» WORK INSTRUCTIONS
Among the records below, find the lines with the word "elements" and copy them.
** INFORMATION SHOWN follows **
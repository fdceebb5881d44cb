//! Theme management and ANSI escape sequence generation.
//!
//! This module defines the color scheme system for the client, supporting
//! built-in themes (Catppuccin variants) and custom themes loaded from TOML
//! files, along with utilities for converting hex colors to ANSI escape
//! sequences.
//!
//! # TOML Format
//!
//! ```toml
//! name = "my-theme"
//!
//! [colors]
//! header_fg = "#cdd6f4"
//! selection_fg = "#1e1e2e"
//! selection_bg = "#f5c2e7"
//! text_normal = "#cdd6f4"
//! text_dim = "#6c7086"
//! border = "#45475a"
//! input_border = "#45475a"
//! input_border_focused = "#f5c2e7"
//! match_highlight_fg = "#1e1e2e"
//! match_highlight_bg = "#f9e2af"
//! empty_state_fg = "#89b4fa"
//! public_fg = "#a6e3a1"
//! private_fg = "#f9e2af"
//! error_fg = "#f38ba8"
//! info_fg = "#94e2d5"
//! ```

use crate::domain::{Result, TunedexError};
use serde::{Deserialize, Serialize};
use std::fs;
use std::path::Path;

/// Color scheme configuration for UI rendering.
#[derive(Debug, Clone, Deserialize, Serialize)]
pub struct Theme {
    /// Human-readable theme name.
    pub name: String,
    /// Color palette for all UI elements.
    pub colors: ThemeColors,
}

/// Color definitions for all UI elements.
///
/// All colors are specified as hex strings (e.g. "#cdd6f4").
#[derive(Debug, Clone, Deserialize, Serialize)]
pub struct ThemeColors {
    /// Header text color.
    pub header_fg: String,
    /// Optional header background color.
    #[serde(default)]
    pub header_bg: Option<String>,

    /// Selected row foreground color.
    pub selection_fg: String,
    /// Selected row background color.
    pub selection_bg: String,

    /// Normal text color.
    pub text_normal: String,
    /// Dimmed text color (footer, secondary info).
    pub text_dim: String,

    /// Border and separator line color.
    pub border: String,

    /// Input box border color.
    pub input_border: String,
    /// Input box border color while the box has focus.
    pub input_border_focused: String,

    /// Query match highlight foreground.
    pub match_highlight_fg: String,
    /// Query match highlight background.
    pub match_highlight_bg: String,

    /// Empty state message color.
    pub empty_state_fg: String,

    /// Badge color for public playlists.
    pub public_fg: String,
    /// Badge color for private playlists.
    pub private_fg: String,

    /// Status line color for errors.
    pub error_fg: String,
    /// Status line color for confirmations.
    pub info_fg: String,
}

impl Theme {
    /// Loads a built-in theme by name.
    ///
    /// Supported names: `catppuccin-mocha`, `catppuccin-latte`.
    ///
    /// # Returns
    ///
    /// - `Some(Theme)` if the theme name is recognized
    /// - `None` if the theme name is unknown
    #[must_use]
    pub fn from_name(name: &str) -> Option<Self> {
        let toml_str = match name {
            "catppuccin-mocha" => include_str!("../../themes/catppuccin-mocha.toml"),
            "catppuccin-latte" => include_str!("../../themes/catppuccin-latte.toml"),
            _ => return None,
        };

        toml::from_str(toml_str).ok()
    }

    /// Loads a theme from a TOML file.
    ///
    /// # Errors
    ///
    /// Returns [`TunedexError::Theme`] if the file cannot be read or does not
    /// parse as a theme.
    pub fn from_file<P: AsRef<Path>>(path: P) -> Result<Self> {
        let contents = fs::read_to_string(path)
            .map_err(|e| TunedexError::Theme(format!("failed to read theme file: {e}")))?;

        toml::from_str(&contents)
            .map_err(|e| TunedexError::Theme(format!("failed to parse theme TOML: {e}")))
    }

    /// Converts a hex color to an RGB tuple.
    ///
    /// Strips a `#` prefix if present. Returns white on parse errors.
    fn hex_to_rgb(hex: &str) -> (u8, u8, u8) {
        let hex = hex.trim_start_matches('#').trim();

        if hex.len() != 6 {
            return (255, 255, 255);
        }

        let r = u8::from_str_radix(&hex[0..2], 16).unwrap_or(255);
        let g = u8::from_str_radix(&hex[2..4], 16).unwrap_or(255);
        let b = u8::from_str_radix(&hex[4..6], 16).unwrap_or(255);

        (r, g, b)
    }

    /// Generates an ANSI 24-bit foreground color escape sequence.
    #[must_use]
    pub fn fg(hex: &str) -> String {
        let (r, g, b) = Self::hex_to_rgb(hex);
        format!("\u{001b}[38;2;{r};{g};{b}m")
    }

    /// Generates an ANSI 24-bit background color escape sequence.
    #[must_use]
    pub fn bg(hex: &str) -> String {
        let (r, g, b) = Self::hex_to_rgb(hex);
        format!("\u{001b}[48;2;{r};{g};{b}m")
    }

    /// Returns the ANSI bold escape sequence.
    #[must_use]
    pub const fn bold() -> &'static str {
        "\u{001b}[1m"
    }

    /// Returns the ANSI dim escape sequence.
    #[must_use]
    pub const fn dim() -> &'static str {
        "\u{001b}[2m"
    }

    /// Returns the ANSI reset escape sequence, clearing all styling.
    #[must_use]
    pub const fn reset() -> &'static str {
        "\u{001b}[0m"
    }
}

impl Default for Theme {
    /// Returns the default theme (Catppuccin Mocha).
    ///
    /// # Panics
    ///
    /// Panics if the built-in theme fails to parse (should never occur).
    fn default() -> Self {
        Self::from_name("catppuccin-mocha")
            .expect("built-in catppuccin-mocha theme should always parse")
    }
}

#[cfg(test)]
mod tests {
    use super::*;
    use std::io::Write;

    #[test]
    fn builtin_themes_parse() {
        assert!(Theme::from_name("catppuccin-mocha").is_some());
        assert!(Theme::from_name("catppuccin-latte").is_some());
        assert!(Theme::from_name("no-such-theme").is_none());
    }

    #[test]
    fn hex_colors_convert_to_ansi() {
        assert_eq!(Theme::fg("#ff0000"), "\u{001b}[38;2;255;0;0m");
        assert_eq!(Theme::bg("00ff00"), "\u{001b}[48;2;0;255;0m");
        // Malformed colors fall back to white instead of panicking.
        assert_eq!(Theme::fg("#xyz"), "\u{001b}[38;2;255;255;255m");
    }

    #[test]
    fn theme_loads_from_file() {
        let mut file = tempfile::NamedTempFile::new().expect("temp file");
        file.write_all(include_str!("../../themes/catppuccin-latte.toml").as_bytes())
            .expect("write theme");

        let theme = Theme::from_file(file.path()).expect("theme should load");
        assert_eq!(theme.name, "catppuccin-latte");
    }

    #[test]
    fn missing_theme_file_is_an_error() {
        assert!(Theme::from_file("/nonexistent/theme.toml").is_err());
    }
}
** End of INFORMATION SHOWN **
» ANSWER SPACE
    /// Color palette for all UI elements.
/// Color definitions for all UI elements.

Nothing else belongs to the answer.